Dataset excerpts
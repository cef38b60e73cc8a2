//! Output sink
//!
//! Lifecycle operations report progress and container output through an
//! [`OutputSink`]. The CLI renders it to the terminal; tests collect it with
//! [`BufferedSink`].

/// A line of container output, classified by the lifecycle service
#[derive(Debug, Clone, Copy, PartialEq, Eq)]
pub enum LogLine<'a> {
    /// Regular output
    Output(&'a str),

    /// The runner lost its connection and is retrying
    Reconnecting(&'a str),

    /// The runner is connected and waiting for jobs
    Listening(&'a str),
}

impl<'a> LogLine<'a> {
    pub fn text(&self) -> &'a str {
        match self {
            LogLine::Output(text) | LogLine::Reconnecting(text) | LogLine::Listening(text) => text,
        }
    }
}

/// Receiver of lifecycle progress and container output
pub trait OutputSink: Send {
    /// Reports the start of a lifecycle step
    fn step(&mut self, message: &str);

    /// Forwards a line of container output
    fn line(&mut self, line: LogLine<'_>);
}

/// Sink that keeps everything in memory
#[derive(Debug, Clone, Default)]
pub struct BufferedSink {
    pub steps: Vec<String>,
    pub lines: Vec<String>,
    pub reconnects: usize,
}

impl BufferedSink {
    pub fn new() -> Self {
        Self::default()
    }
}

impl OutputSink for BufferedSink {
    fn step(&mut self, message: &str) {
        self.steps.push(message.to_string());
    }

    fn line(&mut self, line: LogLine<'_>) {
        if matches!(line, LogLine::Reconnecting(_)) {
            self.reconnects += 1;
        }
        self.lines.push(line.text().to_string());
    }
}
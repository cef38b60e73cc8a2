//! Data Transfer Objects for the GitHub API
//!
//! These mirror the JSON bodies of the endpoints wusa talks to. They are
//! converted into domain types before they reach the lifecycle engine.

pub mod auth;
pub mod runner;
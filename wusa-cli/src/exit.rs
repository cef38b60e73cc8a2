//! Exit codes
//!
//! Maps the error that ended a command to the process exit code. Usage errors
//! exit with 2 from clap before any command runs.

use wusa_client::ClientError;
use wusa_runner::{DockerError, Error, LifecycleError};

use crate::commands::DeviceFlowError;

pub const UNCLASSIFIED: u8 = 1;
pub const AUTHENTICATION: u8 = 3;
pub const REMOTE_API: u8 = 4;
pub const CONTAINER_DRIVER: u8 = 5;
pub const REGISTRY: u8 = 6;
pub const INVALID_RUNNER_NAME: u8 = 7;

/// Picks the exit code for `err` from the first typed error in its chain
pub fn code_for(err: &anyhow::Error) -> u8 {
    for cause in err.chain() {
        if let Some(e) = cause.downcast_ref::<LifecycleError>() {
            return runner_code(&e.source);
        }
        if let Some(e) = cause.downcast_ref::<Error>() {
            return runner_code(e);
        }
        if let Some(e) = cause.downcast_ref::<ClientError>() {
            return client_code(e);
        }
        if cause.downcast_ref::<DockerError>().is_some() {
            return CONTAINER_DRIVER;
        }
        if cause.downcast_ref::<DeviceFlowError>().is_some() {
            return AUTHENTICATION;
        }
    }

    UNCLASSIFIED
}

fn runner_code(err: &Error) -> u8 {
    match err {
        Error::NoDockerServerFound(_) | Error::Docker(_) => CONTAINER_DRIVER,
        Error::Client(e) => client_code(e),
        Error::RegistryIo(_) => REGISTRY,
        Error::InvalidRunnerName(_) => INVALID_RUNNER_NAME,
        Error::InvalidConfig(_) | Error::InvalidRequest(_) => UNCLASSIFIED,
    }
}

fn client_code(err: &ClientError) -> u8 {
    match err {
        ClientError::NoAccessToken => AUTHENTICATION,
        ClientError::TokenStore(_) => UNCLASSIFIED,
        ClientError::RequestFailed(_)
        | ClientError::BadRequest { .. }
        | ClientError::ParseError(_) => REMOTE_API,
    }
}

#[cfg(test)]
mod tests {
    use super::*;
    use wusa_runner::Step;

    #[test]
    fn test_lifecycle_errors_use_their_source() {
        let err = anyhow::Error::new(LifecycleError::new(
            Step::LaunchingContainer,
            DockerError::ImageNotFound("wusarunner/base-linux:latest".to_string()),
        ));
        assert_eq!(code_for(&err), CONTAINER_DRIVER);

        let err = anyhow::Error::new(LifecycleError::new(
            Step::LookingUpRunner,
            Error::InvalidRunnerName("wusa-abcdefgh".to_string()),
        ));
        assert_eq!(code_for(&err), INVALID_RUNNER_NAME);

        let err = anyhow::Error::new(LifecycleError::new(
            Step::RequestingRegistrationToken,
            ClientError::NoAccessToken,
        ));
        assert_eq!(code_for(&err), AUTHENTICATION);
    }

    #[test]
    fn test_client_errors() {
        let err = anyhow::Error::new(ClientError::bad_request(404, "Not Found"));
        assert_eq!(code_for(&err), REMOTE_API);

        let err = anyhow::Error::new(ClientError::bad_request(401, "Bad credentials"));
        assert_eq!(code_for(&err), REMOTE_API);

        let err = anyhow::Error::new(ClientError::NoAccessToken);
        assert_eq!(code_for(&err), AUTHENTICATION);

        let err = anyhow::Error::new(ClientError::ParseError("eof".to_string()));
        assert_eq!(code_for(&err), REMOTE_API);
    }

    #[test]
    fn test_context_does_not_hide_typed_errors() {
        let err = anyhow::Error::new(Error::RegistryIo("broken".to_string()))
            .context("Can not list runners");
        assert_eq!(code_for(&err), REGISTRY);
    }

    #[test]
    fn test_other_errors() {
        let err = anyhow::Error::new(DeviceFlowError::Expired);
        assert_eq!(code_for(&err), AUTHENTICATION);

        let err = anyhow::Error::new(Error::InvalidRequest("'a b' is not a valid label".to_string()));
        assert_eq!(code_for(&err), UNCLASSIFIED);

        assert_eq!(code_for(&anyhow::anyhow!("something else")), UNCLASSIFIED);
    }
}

_ACTIVITY:_ Take the entries above and copy them exactly from the first line through the line with "#[derive(Debug, Clone, Copy, PartialEq, Eq)]"; leave out every line after it.

_COMPLETED EXERCISE:_
repository cef38b60e73cc8a2
//! Output sink
//!
//! Lifecycle operations report progress and container output through an
//! [`OutputSink`]. The CLI renders it to the terminal; tests collect it with
//! [`BufferedSink`].

/// A line of container output, classified by the lifecycle service
#[derive(Debug, Clone, Copy, PartialEq, Eq)]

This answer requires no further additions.